• **Work item**
Please reply with one number only: how many lines in the entries below contain the string "static".

• **Records drawn from a dataset**

········

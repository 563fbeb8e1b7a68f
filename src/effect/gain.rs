use crate::{
    effect::Effect,
    utils::{db_to_linear, linear_to_db},
    Error, RenderedBlock,
};

// -------------------------------------------------------------------------------------------------

/// Multi-channel gain effect that only applies a volume factor.
#[derive(Debug, Clone)]
pub struct GainEffect {
    gain: f32,
}

impl GainEffect {
    pub const EFFECT_NAME: &'static str = "Gain";

    const MIN_DB: f32 = -60.0;
    const MAX_DB: f32 = 24.0;

    /// Creates a new `GainEffect` with the given gain in dB. Gains below -60 dB mute the block.
    pub fn with_gain_db(gain_db: f32) -> Result<Self, Error> {
        if gain_db.is_nan() || gain_db > Self::MAX_DB {
            return Err(Error::ParameterError(format!(
                "Gain must be <= {} dB, but is {gain_db}",
                Self::MAX_DB
            )));
        }
        let gain = if gain_db < Self::MIN_DB {
            0.0
        } else {
            db_to_linear(gain_db)
        };
        Ok(Self { gain })
    }

    /// The applied gain in dB.
    pub fn gain_db(&self) -> f32 {
        linear_to_db(self.gain)
    }
}

impl Effect for GainEffect {
    fn name(&self) -> &'static str {
        Self::EFFECT_NAME
    }

    fn process(&mut self, block: &mut RenderedBlock) {
        if self.gain != 1.0 {
            for sample in block.samples_mut() {
                *sample *= self.gain;
            }
        }
    }
}

// -------------------------------------------------------------------------------------------------

#[cfg(test)]
mod tests {
    use super::*;

    #[test]
    fn gain() {
        let mut block =
            RenderedBlock::from_channels(vec![vec![1.0, -0.5], vec![0.25, 0.0]]).unwrap();
        let mut effect = GainEffect::with_gain_db(0.0).unwrap();
        effect.process(&mut block);
        assert_eq!(block.channel(0), &[1.0, -0.5]);

        let mut effect = GainEffect::with_gain_db(-120.0).unwrap();
        effect.process(&mut block);
        assert_eq!(block.peak(), 0.0);

        let effect = GainEffect::with_gain_db(6.0).unwrap();
        assert!((effect.gain_db() - 6.0).abs() < 1e-4);
        assert!(GainEffect::with_gain_db(48.0).is_err());
        assert!(GainEffect::with_gain_db(f32::NAN).is_err());
    }
}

········

• **Written answer**
2